ASSIGNMENT.
Report, as a single number, how many lines of the records contain the word "None".

Extracted data entries:
▼▼▼
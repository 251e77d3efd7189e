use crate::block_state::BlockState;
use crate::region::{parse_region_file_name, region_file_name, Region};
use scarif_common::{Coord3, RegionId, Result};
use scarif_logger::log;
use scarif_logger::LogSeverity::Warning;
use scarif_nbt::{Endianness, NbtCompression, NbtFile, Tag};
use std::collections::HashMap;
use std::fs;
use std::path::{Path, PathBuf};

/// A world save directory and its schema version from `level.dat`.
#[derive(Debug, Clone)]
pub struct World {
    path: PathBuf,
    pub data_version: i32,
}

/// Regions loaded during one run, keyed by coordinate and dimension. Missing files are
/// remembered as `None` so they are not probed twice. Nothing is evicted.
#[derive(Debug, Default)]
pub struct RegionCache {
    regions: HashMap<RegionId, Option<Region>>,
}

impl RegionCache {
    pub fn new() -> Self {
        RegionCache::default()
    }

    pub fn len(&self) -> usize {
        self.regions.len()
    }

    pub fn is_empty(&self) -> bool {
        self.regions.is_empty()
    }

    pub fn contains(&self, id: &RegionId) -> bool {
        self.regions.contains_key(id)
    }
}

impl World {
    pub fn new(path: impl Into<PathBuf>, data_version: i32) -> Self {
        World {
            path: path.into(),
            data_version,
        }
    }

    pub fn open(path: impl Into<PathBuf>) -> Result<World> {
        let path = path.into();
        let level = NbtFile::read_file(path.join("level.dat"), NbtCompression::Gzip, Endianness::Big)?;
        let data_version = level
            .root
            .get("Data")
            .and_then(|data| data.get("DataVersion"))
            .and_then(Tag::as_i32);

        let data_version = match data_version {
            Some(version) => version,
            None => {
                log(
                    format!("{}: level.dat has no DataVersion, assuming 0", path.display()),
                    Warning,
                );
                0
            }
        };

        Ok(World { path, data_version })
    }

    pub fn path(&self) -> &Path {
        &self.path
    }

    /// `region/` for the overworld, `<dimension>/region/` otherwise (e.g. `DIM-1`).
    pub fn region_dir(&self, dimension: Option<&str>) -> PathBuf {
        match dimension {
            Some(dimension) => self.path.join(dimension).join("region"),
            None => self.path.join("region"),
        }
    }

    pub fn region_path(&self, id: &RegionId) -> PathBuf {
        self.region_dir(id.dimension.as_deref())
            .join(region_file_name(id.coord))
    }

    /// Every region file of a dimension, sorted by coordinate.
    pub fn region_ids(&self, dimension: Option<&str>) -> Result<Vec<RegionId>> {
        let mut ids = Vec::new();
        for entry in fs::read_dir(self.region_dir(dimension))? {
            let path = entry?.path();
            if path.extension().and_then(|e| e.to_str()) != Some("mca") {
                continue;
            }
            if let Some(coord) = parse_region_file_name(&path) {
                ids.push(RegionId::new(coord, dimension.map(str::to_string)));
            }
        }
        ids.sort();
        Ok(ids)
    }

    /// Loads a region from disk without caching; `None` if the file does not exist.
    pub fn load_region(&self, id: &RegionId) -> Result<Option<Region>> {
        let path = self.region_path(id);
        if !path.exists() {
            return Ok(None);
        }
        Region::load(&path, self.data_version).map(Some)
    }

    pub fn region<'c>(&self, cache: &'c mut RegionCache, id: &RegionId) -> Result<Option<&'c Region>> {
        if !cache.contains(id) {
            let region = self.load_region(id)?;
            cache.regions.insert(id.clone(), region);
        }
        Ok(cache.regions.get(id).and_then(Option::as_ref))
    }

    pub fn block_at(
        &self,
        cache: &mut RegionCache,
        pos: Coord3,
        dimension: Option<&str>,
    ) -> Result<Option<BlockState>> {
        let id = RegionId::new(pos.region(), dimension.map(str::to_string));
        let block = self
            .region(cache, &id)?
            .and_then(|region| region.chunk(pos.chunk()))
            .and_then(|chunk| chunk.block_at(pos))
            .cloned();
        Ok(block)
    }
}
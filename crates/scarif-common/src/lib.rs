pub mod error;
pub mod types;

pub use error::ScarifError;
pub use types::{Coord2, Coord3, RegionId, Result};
▲▲▲
YOUR SOLUTION.
5